Activity
Every line below between the line holding "use std::sync::Arc;" and the line holding "use crate::session::Session;", inclusive, should be repeated exactly, and all other lines omitted.

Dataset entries
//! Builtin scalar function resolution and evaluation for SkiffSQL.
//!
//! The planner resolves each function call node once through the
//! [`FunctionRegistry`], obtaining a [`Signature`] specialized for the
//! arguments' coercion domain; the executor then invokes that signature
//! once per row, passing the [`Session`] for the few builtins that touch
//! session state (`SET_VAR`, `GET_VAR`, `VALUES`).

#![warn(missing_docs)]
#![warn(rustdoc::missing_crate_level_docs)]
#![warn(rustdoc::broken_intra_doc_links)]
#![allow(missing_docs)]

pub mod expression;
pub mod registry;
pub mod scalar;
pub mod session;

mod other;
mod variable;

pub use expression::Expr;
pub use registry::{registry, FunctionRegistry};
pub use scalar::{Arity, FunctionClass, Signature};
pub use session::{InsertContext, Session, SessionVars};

--

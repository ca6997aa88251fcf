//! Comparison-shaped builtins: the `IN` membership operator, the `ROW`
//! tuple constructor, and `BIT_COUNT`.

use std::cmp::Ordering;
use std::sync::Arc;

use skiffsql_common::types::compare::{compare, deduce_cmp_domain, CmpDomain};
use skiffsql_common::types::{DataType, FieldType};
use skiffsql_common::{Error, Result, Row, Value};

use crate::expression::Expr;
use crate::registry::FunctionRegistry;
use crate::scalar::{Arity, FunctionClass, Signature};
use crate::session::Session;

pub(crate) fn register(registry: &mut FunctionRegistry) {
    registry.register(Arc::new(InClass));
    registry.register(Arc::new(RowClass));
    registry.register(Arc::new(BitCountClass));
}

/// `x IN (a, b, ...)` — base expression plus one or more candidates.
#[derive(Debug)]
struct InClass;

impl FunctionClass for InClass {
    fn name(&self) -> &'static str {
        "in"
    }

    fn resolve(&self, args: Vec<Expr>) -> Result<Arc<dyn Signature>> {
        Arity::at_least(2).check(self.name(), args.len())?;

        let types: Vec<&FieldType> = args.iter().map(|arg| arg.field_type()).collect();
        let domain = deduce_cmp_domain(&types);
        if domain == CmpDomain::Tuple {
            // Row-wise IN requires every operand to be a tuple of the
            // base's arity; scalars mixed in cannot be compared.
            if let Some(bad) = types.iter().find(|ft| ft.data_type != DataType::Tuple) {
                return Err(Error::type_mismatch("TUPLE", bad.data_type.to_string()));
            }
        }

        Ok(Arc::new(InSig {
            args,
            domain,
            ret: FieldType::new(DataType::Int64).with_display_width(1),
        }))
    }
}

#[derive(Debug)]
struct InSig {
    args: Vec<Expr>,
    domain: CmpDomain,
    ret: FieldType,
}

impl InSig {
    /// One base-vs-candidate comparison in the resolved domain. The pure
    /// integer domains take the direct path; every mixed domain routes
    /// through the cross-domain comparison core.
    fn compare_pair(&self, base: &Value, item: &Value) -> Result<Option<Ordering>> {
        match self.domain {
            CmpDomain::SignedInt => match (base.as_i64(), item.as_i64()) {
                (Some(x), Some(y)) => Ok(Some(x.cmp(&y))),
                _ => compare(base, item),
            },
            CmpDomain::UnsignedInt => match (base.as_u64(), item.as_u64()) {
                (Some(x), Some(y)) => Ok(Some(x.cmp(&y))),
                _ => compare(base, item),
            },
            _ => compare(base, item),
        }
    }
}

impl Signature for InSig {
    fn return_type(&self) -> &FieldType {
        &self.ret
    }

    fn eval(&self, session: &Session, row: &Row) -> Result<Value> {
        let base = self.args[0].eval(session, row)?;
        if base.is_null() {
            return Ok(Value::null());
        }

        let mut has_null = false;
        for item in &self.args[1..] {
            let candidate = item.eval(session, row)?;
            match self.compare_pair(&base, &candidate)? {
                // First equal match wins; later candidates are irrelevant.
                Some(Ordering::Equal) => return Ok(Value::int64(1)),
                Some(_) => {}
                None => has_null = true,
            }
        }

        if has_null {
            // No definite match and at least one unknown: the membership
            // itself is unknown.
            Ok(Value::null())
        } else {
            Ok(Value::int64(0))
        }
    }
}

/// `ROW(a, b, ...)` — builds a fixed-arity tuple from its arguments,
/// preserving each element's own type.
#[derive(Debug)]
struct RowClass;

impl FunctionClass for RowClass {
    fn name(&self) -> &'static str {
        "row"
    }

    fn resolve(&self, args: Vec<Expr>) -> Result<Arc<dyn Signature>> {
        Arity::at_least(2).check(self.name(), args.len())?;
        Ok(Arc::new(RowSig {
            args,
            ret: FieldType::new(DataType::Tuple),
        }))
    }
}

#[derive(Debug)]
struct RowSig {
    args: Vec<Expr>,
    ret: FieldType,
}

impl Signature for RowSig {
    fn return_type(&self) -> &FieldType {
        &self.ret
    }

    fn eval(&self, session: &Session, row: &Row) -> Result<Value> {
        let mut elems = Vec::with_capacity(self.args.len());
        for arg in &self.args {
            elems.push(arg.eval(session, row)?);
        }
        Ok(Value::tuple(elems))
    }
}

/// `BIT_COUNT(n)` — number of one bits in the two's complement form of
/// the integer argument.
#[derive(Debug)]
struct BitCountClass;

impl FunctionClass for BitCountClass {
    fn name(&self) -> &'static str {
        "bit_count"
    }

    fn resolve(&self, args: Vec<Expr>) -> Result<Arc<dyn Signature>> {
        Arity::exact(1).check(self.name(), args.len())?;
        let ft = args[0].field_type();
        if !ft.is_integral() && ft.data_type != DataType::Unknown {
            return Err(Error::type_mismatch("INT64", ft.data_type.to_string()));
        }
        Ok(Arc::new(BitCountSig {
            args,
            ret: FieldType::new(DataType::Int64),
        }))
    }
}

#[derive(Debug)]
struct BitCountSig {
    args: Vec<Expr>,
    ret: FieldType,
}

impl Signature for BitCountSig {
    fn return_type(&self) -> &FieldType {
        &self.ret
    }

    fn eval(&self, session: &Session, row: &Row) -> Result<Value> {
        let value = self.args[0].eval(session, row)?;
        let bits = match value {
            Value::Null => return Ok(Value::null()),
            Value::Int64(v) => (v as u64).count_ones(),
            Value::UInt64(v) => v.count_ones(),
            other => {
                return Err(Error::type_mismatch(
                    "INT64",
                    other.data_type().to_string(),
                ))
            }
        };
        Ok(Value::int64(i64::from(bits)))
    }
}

Solution to this task
use std::sync::Arc;

use skiffsql_common::types::compare::{compare, deduce_cmp_domain, CmpDomain};
use skiffsql_common::types::{DataType, FieldType};
use skiffsql_common::{Error, Result, Row, Value};

use crate::expression::Expr;
use crate::registry::FunctionRegistry;
use crate::scalar::{Arity, FunctionClass, Signature};
use crate::session::Session;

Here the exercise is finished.